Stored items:

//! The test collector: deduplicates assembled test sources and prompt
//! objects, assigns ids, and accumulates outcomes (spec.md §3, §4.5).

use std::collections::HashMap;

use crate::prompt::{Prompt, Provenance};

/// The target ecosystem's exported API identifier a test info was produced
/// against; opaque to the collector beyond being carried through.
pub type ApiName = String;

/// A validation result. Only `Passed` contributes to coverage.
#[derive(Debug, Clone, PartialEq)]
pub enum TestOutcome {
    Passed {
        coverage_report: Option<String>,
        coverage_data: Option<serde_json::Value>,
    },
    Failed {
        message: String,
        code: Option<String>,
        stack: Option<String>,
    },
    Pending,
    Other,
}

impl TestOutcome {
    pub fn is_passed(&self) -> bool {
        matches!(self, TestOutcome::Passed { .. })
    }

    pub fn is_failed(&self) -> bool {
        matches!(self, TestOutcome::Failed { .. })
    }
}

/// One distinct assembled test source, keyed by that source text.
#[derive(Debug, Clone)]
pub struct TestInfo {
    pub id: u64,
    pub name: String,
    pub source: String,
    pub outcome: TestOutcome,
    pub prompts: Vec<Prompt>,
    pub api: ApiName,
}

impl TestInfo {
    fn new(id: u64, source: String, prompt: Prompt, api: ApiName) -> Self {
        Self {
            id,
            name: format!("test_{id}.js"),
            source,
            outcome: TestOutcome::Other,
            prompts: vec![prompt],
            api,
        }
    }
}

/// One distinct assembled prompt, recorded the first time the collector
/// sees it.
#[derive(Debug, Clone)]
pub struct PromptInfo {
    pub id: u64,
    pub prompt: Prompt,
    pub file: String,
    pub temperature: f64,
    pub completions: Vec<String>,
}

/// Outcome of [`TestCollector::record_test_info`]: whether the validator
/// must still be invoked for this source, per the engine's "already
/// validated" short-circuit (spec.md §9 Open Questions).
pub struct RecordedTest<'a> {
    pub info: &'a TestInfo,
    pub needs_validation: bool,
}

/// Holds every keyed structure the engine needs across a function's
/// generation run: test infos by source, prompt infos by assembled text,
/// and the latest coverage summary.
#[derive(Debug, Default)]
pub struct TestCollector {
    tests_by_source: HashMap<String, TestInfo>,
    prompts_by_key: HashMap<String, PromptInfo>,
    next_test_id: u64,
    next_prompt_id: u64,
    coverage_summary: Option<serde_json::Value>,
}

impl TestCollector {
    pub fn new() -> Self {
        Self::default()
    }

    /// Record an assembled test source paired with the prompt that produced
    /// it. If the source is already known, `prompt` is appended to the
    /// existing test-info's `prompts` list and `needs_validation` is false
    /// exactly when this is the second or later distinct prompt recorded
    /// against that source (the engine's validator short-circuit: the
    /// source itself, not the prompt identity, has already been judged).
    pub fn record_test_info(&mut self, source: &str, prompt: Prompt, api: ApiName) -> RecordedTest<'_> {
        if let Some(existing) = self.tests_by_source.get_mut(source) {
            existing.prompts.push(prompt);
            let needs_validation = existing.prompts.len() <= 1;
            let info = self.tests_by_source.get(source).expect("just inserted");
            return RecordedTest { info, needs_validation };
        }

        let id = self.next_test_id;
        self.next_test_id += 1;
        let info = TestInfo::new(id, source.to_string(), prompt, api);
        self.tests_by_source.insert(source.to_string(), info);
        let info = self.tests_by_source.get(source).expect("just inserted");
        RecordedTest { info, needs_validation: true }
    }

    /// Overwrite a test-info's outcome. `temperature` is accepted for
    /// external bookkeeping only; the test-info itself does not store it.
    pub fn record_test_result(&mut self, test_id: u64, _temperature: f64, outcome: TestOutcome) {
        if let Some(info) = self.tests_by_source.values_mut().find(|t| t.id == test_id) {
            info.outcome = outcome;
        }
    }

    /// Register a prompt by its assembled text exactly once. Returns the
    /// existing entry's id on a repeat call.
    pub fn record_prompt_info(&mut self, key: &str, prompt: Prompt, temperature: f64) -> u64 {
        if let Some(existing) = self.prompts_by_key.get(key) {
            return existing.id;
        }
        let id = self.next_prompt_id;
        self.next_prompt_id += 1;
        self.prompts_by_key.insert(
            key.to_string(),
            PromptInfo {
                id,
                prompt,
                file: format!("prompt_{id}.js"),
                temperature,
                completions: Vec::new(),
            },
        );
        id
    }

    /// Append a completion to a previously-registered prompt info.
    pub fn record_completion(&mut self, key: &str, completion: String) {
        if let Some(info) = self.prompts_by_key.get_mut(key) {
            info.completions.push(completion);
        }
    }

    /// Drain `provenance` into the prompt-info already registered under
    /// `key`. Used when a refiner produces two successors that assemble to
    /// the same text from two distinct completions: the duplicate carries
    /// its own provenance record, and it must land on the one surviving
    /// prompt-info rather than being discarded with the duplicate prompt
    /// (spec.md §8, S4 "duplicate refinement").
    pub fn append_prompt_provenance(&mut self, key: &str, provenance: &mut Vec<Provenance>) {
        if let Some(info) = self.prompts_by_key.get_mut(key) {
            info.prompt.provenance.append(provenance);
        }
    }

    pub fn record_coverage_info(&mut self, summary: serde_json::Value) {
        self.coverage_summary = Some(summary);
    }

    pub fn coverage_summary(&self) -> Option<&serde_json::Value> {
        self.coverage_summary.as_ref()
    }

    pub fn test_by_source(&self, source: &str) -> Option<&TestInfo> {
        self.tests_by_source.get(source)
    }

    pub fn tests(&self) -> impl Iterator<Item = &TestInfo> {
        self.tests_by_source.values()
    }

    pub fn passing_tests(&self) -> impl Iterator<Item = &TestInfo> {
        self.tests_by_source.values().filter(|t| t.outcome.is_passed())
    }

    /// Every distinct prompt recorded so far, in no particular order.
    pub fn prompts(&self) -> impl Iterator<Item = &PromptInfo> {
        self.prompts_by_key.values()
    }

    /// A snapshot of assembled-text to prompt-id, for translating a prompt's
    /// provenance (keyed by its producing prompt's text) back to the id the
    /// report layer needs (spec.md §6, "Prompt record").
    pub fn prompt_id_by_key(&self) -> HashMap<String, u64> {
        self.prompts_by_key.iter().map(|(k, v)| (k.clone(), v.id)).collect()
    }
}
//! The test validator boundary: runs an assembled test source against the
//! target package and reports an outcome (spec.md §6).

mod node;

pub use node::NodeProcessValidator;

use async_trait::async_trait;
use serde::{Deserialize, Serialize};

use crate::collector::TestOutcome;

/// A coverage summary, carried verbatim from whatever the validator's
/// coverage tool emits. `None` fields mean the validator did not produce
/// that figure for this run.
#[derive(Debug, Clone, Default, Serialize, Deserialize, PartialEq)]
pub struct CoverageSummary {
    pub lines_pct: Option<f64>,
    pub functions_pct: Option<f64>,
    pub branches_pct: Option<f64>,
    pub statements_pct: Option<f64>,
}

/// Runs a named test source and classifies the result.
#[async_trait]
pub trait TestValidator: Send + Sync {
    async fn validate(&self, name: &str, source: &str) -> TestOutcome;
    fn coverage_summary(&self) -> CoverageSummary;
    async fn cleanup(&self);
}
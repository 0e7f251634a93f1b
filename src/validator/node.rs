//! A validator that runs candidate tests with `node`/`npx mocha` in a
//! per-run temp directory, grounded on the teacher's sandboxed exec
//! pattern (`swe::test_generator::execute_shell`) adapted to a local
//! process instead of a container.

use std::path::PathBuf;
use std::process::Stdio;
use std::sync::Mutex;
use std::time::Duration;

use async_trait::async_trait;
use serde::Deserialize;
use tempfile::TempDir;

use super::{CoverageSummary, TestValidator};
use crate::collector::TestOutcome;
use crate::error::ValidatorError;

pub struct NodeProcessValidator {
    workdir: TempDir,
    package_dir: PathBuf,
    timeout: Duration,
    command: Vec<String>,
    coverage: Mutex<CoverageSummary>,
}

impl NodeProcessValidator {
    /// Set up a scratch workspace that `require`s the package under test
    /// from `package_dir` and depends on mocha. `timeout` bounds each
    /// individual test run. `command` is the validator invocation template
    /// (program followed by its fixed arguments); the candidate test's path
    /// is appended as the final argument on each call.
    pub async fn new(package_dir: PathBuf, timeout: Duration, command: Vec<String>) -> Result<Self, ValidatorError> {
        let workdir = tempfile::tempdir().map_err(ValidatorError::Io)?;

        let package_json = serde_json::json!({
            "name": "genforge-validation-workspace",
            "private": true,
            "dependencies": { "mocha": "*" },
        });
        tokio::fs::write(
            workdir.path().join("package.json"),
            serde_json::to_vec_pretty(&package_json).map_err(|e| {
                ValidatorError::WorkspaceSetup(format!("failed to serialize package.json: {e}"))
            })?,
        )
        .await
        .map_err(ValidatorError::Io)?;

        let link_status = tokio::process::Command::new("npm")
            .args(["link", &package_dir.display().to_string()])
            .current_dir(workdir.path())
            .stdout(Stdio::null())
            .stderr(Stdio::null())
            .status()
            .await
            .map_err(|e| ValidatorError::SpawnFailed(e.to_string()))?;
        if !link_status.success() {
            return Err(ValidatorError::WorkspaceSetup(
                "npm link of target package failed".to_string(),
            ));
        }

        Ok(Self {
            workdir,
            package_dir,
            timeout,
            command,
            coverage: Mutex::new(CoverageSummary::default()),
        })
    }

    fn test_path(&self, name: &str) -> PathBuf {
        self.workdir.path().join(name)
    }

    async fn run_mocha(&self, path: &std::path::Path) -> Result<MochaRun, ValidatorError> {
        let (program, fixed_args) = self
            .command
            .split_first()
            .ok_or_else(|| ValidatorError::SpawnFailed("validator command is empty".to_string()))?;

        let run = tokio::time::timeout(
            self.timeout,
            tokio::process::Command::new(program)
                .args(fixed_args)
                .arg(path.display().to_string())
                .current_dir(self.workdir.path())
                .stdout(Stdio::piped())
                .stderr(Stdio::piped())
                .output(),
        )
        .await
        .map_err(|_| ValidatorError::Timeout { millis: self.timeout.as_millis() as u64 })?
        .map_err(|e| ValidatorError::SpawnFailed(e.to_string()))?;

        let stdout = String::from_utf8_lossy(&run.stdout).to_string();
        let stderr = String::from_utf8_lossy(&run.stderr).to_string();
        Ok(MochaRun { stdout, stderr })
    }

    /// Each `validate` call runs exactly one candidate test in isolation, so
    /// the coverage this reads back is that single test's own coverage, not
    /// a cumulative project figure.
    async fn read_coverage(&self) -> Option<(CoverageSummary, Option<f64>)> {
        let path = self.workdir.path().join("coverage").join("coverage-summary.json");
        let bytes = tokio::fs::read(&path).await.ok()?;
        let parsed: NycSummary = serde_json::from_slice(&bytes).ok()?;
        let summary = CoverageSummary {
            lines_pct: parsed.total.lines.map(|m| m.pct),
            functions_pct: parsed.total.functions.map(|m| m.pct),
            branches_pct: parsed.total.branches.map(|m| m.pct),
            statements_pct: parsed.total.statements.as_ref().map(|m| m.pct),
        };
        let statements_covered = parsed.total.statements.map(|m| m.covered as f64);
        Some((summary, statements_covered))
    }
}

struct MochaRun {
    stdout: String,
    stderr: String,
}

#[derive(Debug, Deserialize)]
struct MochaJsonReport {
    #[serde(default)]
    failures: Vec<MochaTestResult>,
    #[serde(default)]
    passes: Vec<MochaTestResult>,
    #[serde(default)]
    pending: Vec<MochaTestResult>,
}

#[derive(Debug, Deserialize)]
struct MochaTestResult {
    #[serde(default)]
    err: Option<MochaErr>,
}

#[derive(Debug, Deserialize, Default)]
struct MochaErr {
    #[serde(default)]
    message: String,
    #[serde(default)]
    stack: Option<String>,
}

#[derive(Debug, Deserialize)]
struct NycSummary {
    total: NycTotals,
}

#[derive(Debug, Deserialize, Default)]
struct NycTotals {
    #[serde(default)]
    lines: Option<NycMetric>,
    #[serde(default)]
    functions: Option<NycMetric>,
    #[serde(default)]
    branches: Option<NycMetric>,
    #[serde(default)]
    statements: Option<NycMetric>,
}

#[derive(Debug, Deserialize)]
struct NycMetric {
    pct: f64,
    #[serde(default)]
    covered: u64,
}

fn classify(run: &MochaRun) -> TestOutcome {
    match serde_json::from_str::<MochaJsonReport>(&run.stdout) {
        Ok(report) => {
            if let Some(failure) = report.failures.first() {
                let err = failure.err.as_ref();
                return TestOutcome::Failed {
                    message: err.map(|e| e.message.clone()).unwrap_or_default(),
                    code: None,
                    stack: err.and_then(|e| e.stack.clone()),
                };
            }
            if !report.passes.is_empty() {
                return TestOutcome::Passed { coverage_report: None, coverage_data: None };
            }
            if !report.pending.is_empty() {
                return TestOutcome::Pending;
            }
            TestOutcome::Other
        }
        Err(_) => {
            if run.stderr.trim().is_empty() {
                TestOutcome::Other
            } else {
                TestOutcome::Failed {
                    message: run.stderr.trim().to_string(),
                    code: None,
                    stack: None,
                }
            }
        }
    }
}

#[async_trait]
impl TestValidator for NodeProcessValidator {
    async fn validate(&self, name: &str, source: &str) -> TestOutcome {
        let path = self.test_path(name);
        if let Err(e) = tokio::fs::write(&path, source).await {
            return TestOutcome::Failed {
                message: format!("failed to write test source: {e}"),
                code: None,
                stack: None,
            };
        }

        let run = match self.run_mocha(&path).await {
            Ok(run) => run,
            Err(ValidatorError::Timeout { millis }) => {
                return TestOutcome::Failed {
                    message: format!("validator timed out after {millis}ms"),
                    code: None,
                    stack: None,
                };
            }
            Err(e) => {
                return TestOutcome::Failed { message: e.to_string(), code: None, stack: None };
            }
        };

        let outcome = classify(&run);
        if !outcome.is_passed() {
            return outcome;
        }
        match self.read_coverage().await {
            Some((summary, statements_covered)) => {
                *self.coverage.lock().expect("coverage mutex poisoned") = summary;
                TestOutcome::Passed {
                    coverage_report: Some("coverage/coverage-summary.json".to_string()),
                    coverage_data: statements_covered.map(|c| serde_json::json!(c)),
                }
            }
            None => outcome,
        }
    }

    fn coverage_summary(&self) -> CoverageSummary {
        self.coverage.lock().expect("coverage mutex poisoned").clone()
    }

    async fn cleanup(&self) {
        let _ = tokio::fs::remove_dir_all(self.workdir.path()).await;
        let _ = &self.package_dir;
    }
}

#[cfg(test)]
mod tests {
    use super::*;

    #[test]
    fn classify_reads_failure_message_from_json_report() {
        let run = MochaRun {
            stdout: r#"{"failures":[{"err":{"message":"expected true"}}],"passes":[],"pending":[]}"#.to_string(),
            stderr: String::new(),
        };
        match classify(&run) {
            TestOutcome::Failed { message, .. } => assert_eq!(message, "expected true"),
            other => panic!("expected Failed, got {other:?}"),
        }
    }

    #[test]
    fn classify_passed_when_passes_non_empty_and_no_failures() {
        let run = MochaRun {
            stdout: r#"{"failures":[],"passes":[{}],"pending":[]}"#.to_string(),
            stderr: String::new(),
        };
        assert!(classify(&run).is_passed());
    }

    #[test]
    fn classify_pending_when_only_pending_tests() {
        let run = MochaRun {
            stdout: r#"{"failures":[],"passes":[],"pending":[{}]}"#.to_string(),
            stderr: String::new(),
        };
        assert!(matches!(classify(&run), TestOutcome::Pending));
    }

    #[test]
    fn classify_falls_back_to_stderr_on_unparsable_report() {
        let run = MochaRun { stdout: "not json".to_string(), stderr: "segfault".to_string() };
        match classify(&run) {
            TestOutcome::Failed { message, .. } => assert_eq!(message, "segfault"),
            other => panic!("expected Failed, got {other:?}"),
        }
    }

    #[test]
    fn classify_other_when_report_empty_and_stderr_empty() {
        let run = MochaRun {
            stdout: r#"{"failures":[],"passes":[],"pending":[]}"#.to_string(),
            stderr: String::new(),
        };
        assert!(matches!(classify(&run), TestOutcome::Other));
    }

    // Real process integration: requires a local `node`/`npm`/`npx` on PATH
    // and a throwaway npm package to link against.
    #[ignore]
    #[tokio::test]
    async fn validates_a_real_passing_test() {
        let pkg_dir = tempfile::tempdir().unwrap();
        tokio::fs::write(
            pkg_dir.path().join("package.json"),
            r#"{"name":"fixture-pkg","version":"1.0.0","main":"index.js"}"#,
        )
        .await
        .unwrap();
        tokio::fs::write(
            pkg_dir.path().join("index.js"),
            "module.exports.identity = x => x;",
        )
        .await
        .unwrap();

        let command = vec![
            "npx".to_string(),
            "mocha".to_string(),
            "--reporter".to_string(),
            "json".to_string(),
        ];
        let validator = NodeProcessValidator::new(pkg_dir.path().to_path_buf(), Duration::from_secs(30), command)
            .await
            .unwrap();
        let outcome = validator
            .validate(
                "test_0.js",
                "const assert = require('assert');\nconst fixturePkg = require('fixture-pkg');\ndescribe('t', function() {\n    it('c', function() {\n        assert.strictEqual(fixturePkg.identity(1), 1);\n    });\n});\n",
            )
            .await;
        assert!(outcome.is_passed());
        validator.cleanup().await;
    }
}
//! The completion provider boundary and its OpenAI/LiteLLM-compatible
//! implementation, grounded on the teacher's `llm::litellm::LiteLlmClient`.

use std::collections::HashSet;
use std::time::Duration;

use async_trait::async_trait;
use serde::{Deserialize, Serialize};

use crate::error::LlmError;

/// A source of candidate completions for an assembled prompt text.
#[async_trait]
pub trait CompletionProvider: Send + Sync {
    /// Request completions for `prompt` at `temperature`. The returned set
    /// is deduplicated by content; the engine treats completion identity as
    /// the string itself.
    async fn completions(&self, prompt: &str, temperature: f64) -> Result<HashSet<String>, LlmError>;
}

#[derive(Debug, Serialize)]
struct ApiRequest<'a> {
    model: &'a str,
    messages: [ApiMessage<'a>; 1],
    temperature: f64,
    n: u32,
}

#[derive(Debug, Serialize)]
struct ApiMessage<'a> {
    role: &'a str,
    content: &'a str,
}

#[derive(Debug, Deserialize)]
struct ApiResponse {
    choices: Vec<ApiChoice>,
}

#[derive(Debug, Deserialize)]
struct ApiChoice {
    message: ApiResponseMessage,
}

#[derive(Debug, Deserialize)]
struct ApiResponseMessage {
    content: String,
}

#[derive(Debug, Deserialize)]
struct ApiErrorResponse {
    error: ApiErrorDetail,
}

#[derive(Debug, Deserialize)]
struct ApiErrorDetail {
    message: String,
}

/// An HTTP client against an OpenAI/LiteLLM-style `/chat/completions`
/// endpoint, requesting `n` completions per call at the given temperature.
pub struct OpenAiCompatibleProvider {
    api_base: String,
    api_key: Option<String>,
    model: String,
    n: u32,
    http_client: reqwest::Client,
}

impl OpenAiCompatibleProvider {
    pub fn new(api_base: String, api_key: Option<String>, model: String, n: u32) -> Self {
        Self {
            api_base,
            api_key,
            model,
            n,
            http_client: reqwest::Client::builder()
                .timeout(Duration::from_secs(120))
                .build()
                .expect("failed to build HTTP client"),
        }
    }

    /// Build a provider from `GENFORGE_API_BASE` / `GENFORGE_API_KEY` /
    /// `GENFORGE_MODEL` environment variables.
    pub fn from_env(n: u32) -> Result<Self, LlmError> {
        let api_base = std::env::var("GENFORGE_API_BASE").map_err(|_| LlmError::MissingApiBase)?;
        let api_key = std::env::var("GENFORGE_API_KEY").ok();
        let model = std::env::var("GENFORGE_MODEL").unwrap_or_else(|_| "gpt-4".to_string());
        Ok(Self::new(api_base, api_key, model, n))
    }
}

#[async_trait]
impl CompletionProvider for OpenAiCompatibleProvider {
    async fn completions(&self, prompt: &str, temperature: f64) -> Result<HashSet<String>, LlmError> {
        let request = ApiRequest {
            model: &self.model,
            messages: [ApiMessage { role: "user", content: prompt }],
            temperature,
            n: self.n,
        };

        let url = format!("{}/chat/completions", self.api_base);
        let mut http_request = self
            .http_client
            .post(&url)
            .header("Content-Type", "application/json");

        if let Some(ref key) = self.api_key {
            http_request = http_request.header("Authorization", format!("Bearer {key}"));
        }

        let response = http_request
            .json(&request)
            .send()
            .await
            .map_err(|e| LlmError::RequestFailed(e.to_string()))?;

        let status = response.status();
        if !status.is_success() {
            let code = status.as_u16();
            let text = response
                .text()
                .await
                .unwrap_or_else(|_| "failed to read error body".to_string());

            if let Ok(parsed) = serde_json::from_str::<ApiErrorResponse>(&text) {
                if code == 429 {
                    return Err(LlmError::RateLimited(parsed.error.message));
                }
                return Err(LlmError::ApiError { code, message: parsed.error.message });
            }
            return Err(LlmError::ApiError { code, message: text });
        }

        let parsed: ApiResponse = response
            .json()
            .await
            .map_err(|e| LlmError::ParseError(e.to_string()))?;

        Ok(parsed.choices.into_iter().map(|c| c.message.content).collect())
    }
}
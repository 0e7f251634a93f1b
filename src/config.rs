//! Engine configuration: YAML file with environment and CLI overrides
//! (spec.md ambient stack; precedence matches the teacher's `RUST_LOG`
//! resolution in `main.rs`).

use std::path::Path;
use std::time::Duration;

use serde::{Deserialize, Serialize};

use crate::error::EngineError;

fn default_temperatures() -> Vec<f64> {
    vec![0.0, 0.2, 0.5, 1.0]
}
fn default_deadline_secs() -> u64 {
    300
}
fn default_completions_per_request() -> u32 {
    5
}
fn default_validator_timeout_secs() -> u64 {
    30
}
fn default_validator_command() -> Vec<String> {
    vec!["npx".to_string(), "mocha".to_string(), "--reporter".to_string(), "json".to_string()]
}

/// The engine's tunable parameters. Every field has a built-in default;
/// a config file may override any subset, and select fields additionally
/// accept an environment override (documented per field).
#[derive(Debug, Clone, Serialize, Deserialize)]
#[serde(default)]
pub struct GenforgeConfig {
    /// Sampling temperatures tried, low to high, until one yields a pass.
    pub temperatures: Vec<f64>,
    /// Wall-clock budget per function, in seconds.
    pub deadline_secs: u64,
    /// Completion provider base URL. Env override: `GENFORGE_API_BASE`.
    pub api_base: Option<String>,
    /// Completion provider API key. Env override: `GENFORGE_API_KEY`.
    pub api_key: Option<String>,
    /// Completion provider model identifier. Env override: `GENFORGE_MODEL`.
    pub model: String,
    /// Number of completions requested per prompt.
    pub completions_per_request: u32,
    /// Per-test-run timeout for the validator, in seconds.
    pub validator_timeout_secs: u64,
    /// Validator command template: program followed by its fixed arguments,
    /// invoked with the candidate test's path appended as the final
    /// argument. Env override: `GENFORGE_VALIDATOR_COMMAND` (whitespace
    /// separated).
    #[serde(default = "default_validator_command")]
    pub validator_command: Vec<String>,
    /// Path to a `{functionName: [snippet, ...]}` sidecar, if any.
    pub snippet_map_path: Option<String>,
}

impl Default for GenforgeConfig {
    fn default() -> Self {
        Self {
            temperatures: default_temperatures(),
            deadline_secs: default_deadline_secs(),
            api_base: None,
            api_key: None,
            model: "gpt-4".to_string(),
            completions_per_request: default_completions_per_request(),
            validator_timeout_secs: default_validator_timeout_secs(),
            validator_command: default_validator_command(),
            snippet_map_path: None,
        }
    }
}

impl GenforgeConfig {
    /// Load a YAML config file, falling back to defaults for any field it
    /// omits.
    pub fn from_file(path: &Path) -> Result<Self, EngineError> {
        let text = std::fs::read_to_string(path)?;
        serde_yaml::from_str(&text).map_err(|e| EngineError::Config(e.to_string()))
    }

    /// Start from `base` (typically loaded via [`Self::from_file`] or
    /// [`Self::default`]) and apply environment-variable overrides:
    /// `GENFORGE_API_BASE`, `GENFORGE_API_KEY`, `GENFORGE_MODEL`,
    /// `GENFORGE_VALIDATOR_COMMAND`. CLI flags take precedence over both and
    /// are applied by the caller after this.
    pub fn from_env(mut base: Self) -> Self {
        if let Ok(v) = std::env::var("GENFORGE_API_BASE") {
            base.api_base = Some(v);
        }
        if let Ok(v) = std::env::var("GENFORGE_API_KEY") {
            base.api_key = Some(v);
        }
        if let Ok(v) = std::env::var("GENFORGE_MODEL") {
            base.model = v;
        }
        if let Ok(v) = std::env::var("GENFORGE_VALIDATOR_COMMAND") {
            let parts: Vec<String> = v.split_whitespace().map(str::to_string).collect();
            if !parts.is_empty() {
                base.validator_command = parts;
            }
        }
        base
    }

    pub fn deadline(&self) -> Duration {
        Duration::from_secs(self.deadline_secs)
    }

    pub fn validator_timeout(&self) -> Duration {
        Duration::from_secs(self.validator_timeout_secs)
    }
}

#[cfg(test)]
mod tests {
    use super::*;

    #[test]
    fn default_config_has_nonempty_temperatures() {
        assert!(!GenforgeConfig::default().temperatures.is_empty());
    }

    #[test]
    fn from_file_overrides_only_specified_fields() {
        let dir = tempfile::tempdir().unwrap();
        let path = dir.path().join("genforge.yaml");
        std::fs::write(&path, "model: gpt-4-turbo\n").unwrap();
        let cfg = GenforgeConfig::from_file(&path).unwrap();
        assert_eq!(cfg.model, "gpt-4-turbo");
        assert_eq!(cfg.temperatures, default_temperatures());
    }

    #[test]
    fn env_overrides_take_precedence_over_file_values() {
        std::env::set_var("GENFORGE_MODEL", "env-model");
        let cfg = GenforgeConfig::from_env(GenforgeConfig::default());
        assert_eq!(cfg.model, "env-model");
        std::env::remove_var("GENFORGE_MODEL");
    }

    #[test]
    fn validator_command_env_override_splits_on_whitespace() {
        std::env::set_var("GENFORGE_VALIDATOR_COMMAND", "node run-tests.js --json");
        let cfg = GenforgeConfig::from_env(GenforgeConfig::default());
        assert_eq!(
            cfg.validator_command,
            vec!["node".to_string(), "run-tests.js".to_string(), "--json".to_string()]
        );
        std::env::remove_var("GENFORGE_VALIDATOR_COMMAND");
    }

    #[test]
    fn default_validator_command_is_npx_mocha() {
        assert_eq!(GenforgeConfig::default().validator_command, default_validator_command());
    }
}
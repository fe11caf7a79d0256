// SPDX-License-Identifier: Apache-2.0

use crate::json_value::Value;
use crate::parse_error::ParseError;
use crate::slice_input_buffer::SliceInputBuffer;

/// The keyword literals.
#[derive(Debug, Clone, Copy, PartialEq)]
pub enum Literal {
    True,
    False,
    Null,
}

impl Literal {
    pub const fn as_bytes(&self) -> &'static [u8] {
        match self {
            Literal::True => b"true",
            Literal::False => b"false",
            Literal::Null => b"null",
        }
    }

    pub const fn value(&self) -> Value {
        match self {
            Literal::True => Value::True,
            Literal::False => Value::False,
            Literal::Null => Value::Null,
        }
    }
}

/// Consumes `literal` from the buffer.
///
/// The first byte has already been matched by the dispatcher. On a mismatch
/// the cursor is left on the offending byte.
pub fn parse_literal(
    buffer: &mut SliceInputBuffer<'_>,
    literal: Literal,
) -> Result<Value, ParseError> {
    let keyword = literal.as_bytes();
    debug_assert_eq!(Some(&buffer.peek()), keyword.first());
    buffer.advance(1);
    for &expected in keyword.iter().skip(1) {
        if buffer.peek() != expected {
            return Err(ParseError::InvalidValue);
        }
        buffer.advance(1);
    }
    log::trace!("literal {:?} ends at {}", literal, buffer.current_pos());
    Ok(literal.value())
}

- _Problem statement_: Copy each line above that contains the word "NycSummary".

- _Response below_:
        let parsed: NycSummary = serde_json::from_slice(&bytes).ok()?;
struct NycSummary {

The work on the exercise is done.